Professor David Olaleye, a virologist at the NCDC coronavirus diagnostic centre in its College of Medicine stated that the result of tests from the 17 NCDC laboratories nationally are accurate, reliable and reproducible.
He said “one of the best things that NCDC did at the onset was developing a protocol that has very strong internal control system, that validates these results.
“At the NCDC laboratories, about 17 in all, the kit that they used is first validated by the NCDC in their laboratory in Abuja and I and other scientists have been part of validation in other laboratories.
“Of course, there are situations that you can have false positives or false negatives. But as much as the method we use in Nigeria, it should be very rare because of this control system that I mentioned,” he added.
On the controversy generated by 56-year-old Susan Idoko-Okpe COVID-19 report, Professor Adeleye, said everything cannot be said to true until the other side of the story is known.

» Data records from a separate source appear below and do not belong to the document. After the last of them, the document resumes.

use std::io::{ self, Read, Write, BufWriter };
use std::fs::File;
use std::path::Path;
use std::str::FromStr;

use log::info;

use crate::error::{ Result, TracerError };
use crate::color::Color;

/// The image encodings a `Canvas` can be saved in.
#[derive(Copy, Clone, Debug, PartialEq, Eq)]
pub enum ImageFormat {
    /// Plain-text `P3` pixel map.
    Ppm,

    /// Binary `P6` pixel map.
    PpmBinary,
}

impl ImageFormat {
    /// File extension for the format. Both pixel map flavours share one.
    pub fn extension(&self) -> &'static str {
        match self {
            ImageFormat::Ppm | ImageFormat::PpmBinary => "ppm",
        }
    }
}

impl FromStr for ImageFormat {
    type Err = String;

    fn from_str(s: &str) -> std::result::Result<ImageFormat, String> {
        match s {
            "ppm" => Ok(ImageFormat::Ppm),
            "ppm-binary" => Ok(ImageFormat::PpmBinary),
            other => Err(format!(
                "unknown image format '{}' (expected ppm or ppm-binary)", other
            )),
        }
    }
}

/// A canvas for drawing pixels.
///
/// This structure stores the results of the ray tracer, one `Color` per
/// pixel in row-major order with row 0 at the top. Once rendering finishes
/// the canvas can be encoded as a pixel map.
#[derive(Clone, Default, Debug, PartialEq)]
pub struct Canvas {
    /// The width of the canvas, in pixels.
    pub width: usize,

    /// The height of the canvas, in pixels.
    pub height: usize,

    /// The pixels of the canvas, stored as a flattened vector.
    pixels: Vec<Color>,
}

impl Canvas {
    /// Creates a black canvas with specified width and height.
    pub fn new(width: usize, height: usize) -> Canvas {
        Canvas {
            width,
            height,
            pixels: vec![Color::black(); width * height],
        }
    }

    /// Writes a color to a location on the `Canvas`.
    ///
    /// Out-of-bounds pixels are ignored. `x` is the column and `y` the row,
    /// both zero-indexed.
    ///
    /// # Examples
    ///
    /// Writing a pixel to the fourth column, second row on an 8-by-8 canvas:
    ///
    /// ```
    /// # use aun_tracer::color::Color;
    /// # use aun_tracer::canvas::Canvas;
    /// let purple = Color::rgb(1.0, 0.0, 1.0);
    /// let mut canvas = Canvas::new(8, 8);
    /// canvas.write_pixel(4, 2, &purple);
    /// assert_eq!(canvas.read_pixel(4, 2).unwrap(), purple);
    /// assert_eq!(canvas.read_pixel(8, 2), None);
    /// ```
    pub fn write_pixel(&mut self, x: usize, y: usize, pixel: &Color) {
        if x >= self.width || y >= self.height {
            return;
        }

        self.pixels[(y * self.width) + x] = *pixel;
    }

    /// Reads a color from a location on the `Canvas`, or `None` when the
    /// location is out of bounds.
    pub fn read_pixel(&self, x: usize, y: usize) -> Option<Color> {
        if x >= self.width || y >= self.height {
            return None;
        }

        Some(self.pixels[(y * self.width) + x])
    }

    fn write_header<W: Write>(&self, out: &mut W, magic: &str) -> io::Result<()> {
        writeln!(out, "{}", magic)?;
        writeln!(out, "{} {}", self.width, self.height)?;
        writeln!(out, "255")
    }

    /// Encodes the canvas as a plain `P3` pixel map, one pixel per line.
    pub fn write_ppm<W: Write>(&self, out: &mut W) -> io::Result<()> {
        self.write_header(out, "P3")?;
        for pixel in self.pixels.iter() {
            let [r, g, b] = pixel.to_bytes();
            writeln!(out, "{} {} {}", r, g, b)?;
        }

        Ok(())
    }

    /// Encodes the canvas as a binary `P6` pixel map.
    pub fn write_ppm_binary<W: Write>(&self, out: &mut W) -> io::Result<()> {
        self.write_header(out, "P6")?;
        for pixel in self.pixels.iter() {
            out.write_all(&pixel.to_bytes())?;
        }

        Ok(())
    }

    /// Encodes the canvas in `format`.
    pub fn write_image<W: Write>(&self, out: &mut W, format: ImageFormat)
        -> io::Result<()> {
        match format {
            ImageFormat::Ppm => self.write_ppm(out),
            ImageFormat::PpmBinary => self.write_ppm_binary(out),
        }
    }

    /// Saves the canvas to a file.
    pub fn save<P: AsRef<Path>>(&self, path: P, format: ImageFormat)
        -> Result<()> {
        let path = path.as_ref();
        let mut out = BufWriter::new(File::create(path)?);

        self.write_image(&mut out, format)?;
        out.flush()?;

        info!("saved {}x{} image to {}", self.width, self.height, path.display());
        Ok(())
    }

    /// Decodes a `P3` or `P6` pixel map.
    ///
    /// Header comments starting with `#` are skipped. Channels are scaled by
    /// the map's maximum value, so a canvas written by `write_ppm` reads back
    /// with the same 8-bit values.
    pub fn read_ppm<R: Read>(input: &mut R) -> Result<Canvas> {
        let mut data = Vec::new();
        input.read_to_end(&mut data)?;

        let mut tokens = PpmTokens { data: &data, pos: 0 };
        let binary = match tokens.next_token() {
            Some(b"P3") => false,
            Some(b"P6") => true,
            _ => return Err(TracerError::Ppm("missing P3 or P6 magic".into())),
        };

        let width = tokens.next_number("width")? as usize;
        let height = tokens.next_number("height")? as usize;
        let max = tokens.next_number("maximum value")?;
        if max == 0 || max > u32::from(u16::MAX) {
            return Err(TracerError::Ppm(format!("invalid maximum value {}", max)));
        }
        let max = max as u16;
        if binary {
            tokens.begin_raster()?;
        }

        // Every sample takes at least one byte in either encoding, so a
        // size the remaining data cannot hold is rejected before allocating.
        let sample_bytes = if binary && max > 255 { 2 } else { 1 };
        let needed = width.checked_mul(height)
            .and_then(|n| n.checked_mul(3 * sample_bytes));
        match needed {
            Some(n) if n <= tokens.remaining() => (),
            _ => return Err(TracerError::Ppm(format!(
                "{}x{} image does not fit in the remaining data", width, height
            ))),
        }

        let mut canvas = Canvas::new(width, height);
        for i in 0..width * height {
            let mut channels = [0u16; 3];
            for c in channels.iter_mut() {
                *c = if binary {
                    tokens.next_raw(max)?
                } else {
                    let v = tokens.next_number("pixel value")?;
                    if v > u32::from(max) {
                        return Err(TracerError::Ppm(
                            format!("pixel value {} exceeds maximum {}", v, max)
                        ));
                    }
                    v as u16
                };
            }

            canvas.pixels[i] = Color::from_bytes(channels, max);
        }

        Ok(canvas)
    }
}

/// Reads header tokens and raster data out of a pixel map.
struct PpmTokens<'a> {
    data: &'a [u8],
    pos: usize,
}

impl<'a> PpmTokens<'a> {
    fn remaining(&self) -> usize {
        self.data.len().saturating_sub(self.pos)
    }

    fn skip_whitespace_and_comments(&mut self) {
        while let Some(&b) = self.data.get(self.pos) {
            if b == b'#' {
                while self.pos < self.data.len() && self.data[self.pos] != b'\n' {
                    self.pos += 1;
                }
            } else if b.is_ascii_whitespace() {
                self.pos += 1;
            } else {
                break;
            }
        }
    }

    fn next_token(&mut self) -> Option<&'a [u8]> {
        self.skip_whitespace_and_comments();

        let start = self.pos;
        while self.pos < self.data.len()
            && !self.data[self.pos].is_ascii_whitespace()
            && self.data[self.pos] != b'#' {
            self.pos += 1;
        }

        if start == self.pos { None } else { Some(&self.data[start..self.pos]) }
    }

    fn next_number(&mut self, what: &str) -> Result<u32> {
        let token = self.next_token().ok_or_else(||
            TracerError::Ppm(format!("unexpected end of data reading {}", what))
        )?;

        std::str::from_utf8(token).ok()
            .and_then(|s| s.parse().ok())
            .ok_or_else(|| TracerError::Ppm(format!(
                "invalid {} '{}'", what, String::from_utf8_lossy(token)
            )))
    }

    /// Skips the single whitespace byte separating a binary header from
    /// its raster.
    fn begin_raster(&mut self) -> Result<()> {
        match self.data.get(self.pos) {
            Some(b) if b.is_ascii_whitespace() => {
                self.pos += 1;
                Ok(())
            },
            _ => Err(TracerError::Ppm("missing whitespace after header".into())),
        }
    }

    /// Reads one binary sample, two bytes big-endian when `max` exceeds 255.
    fn next_raw(&mut self, max: u16) -> Result<u16> {
        let width = if max < 256 { 1 } else { 2 };
        let bytes = self.data.get(self.pos..self.pos + width).ok_or_else(||
            TracerError::Ppm("raster data is truncated".into())
        )?;
        self.pos += width;

        Ok(bytes.iter().fold(0u16, |acc, &b| (acc << 8) | u16::from(b)))
    }
}

#[cfg(test)]
fn sample_canvas() -> Canvas {
    let mut c = Canvas::new(5, 3);
    c.write_pixel(0, 0, &Color::rgb(1.5, 0.0, 0.0));
    c.write_pixel(2, 1, &Color::rgb(0.0, 0.5, 0.0));
    c.write_pixel(4, 2, &Color::rgb(-0.5, 0.0, 1.0));
    c
}

#[test]
fn new_canvas_is_black() {
    let c = Canvas::new(10, 20);

    assert_eq!(c.width, 10);
    assert_eq!(c.height, 20);
    for y in 0..20 {
        for x in 0..10 {
            assert_eq!(c.read_pixel(x, y), Some(Color::black()));
        }
    }
}

#[test]
fn out_of_bounds_writes_are_ignored() {
    let mut c = Canvas::new(2, 2);
    c.write_pixel(2, 0, &Color::red());
    c.write_pixel(0, 2, &Color::red());

    assert_eq!(c, Canvas::new(2, 2));
}

#[test]
fn ppm_header_and_pixels() {
    let mut out = Vec::new();
    sample_canvas().write_ppm(&mut out).unwrap();
    let text = String::from_utf8(out).unwrap();
    let lines: Vec<&str> = text.lines().collect();

    assert_eq!(&lines[..3], &["P3", "5 3", "255"]);
    assert_eq!(lines.len(), 3 + 15);
    assert_eq!(lines[3], "255 0 0");
    assert_eq!(lines[3 + 7], "0 128 0");
    assert_eq!(lines[3 + 14], "0 0 255");
    assert!(text.ends_with('\n'));
}

#[test]
fn ppm_round_trip_is_byte_identical() {
    let mut c = Canvas::new(4, 3);
    for y in 0..3 {
        for x in 0..4 {
            let v = (x * 3 + y) as f64 / 11.0;
            c.write_pixel(x, y, &Color::rgb(v, 1.0 - v, v * 0.37));
        }
    }

    for format in [ImageFormat::Ppm, ImageFormat::PpmBinary] {
        let mut first = Vec::new();
        c.write_image(&mut first, format).unwrap();

        let decoded = Canvas::read_ppm(&mut io::Cursor::new(&first)).unwrap();
        assert_eq!((decoded.width, decoded.height), (4, 3));

        let mut second = Vec::new();
        decoded.write_image(&mut second, format).unwrap();
        assert_eq!(first, second);
    }
}

#[test]
fn read_ppm_skips_comments() {
    let text = "P3\n# made by hand\n2 1 # size\n255\n255 0 0\n0 0 255\n";
    let c = Canvas::read_ppm(&mut text.as_bytes()).unwrap();

    assert_eq!(c.read_pixel(0, 0), Some(Color::red()));
    assert_eq!(c.read_pixel(1, 0), Some(Color::blue()));
}

#[test]
fn read_ppm_scales_by_maximum_value() {
    let text = "P3\n1 1\n100\n100 50 0\n";
    let c = Canvas::read_ppm(&mut text.as_bytes()).unwrap();

    assert_eq!(c.read_pixel(0, 0), Some(Color::rgb(1.0, 0.5, 0.0)));
}

#[test]
fn read_ppm_rejects_bad_input() {
    let bad = [
        "P5\n1 1\n255\n0\n",
        "P3\n1 1\n255\n0 0\n",
        "P3\n1 1\n255\n0 0 256\n",
        "P3\n1 x\n255\n",
        "P3\n1 1\n0\n0 0 0\n",
        "P3\n4294967295 4294967295 255\n0 0 0\n",
        "P3\n100000 100000 255\n0 0 0\n",
        "P6\n2 1\n65535\n\x00\x01\x02\x03\x04\x05",
    ];

    for text in bad.iter() {
        assert!(matches!(Canvas::read_ppm(&mut text.as_bytes()),
            Err(TracerError::Ppm(_))), "accepted {:?}", text);
    }

    let truncated = b"P6\n2 1\n255\n\x01\x02\x03";
    assert!(Canvas::read_ppm(&mut &truncated[..]).is_err());
}

#[test]
fn format_names() {
    assert_eq!("ppm".parse::<ImageFormat>(), Ok(ImageFormat::Ppm));
    assert_eq!("ppm-binary".parse::<ImageFormat>(), Ok(ImageFormat::PpmBinary));
    assert!("jpeg".parse::<ImageFormat>().is_err());

    assert_eq!(ImageFormat::Ppm.extension(), "ppm");
    assert_eq!(ImageFormat::PpmBinary.extension(), "ppm");
}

“The doctor that referred her or arranged the testing must have noticed one thing because she returned from the UK. That made her the subject of interest. You and I know the magnitude of the infection in the UK is high. That is also the guideline form NCDC and Federal Ministry of Health.”
Nonetheless, he said the take home message for Nigeria on the incident is to ensure disclosure of test results to the affected individual first before such is made available to the public.
Professor Olaleye, however, said ensure that an individual with the infection can be treated in an isolation centre is for their good as well as that of the public.
According to him, “primarily they can observe and manage the persons’ health and also prevent the infection spreading from the person to others. The guidelines say you must have two consecutive negatives test before you are allowed to go back home.”
The new proviso to it, he said, is that after they are discharged, they are also supposed to register on an outpatient basis with the hospital for further medical care.
“They give an appointment for the individual to come for a check-up just like they like any patient that is discharged from the hospital, but a lot of people may not do so,” he stated.
Implication of testing negative
What does testing positive or negative for coronavirus infection mean? Oyo State coordinator of isolation centres and a member of the state Coronavirus Taskforce in Oyo state, Professor Temitope Alonge said “when you use the positive or negative, it means that the viral load, the quantity of virus in the body is reducing. It is not to say that the body has completely eliminated the virus.”
Alonge, a former, Chief Medical Director, University College Hospital (UCH), Ibadan, said the only time when the person has eliminated the virus or can combat the infection is when the person has developed an antibody to fight the virus.
Professor Alonge said “it is not a virus that stays in the body forever, not like HIV. A patient can be positive today, and tomorrow if the viral load had gone down, he is negative.”
However, if at the time of infection with coronavirus, a person’s body immunity is low, the possibility of having COVID-19 symptoms are higher. Also, individuals with previous diseases such as diabetes and hypertension also stand a higher chance of the body succumbing if exposed to coronavirus.
Professor Alonge explained that treatment of individuals with COVID-19 is aimed at helping the body to boost its immunity and clear the infection in the throat and sinuses with drugs, including vitamin C, zinc and antibiotics.
Certainly, cases of COVID-19 are rising in Nigeria. Accompanying daily developments has been a rise in panic levels fuelled in many cases by misinformation, but despite that more rapid and widespread testing remains pivotal to keeping everyone safe from the COVID-19 pandemic.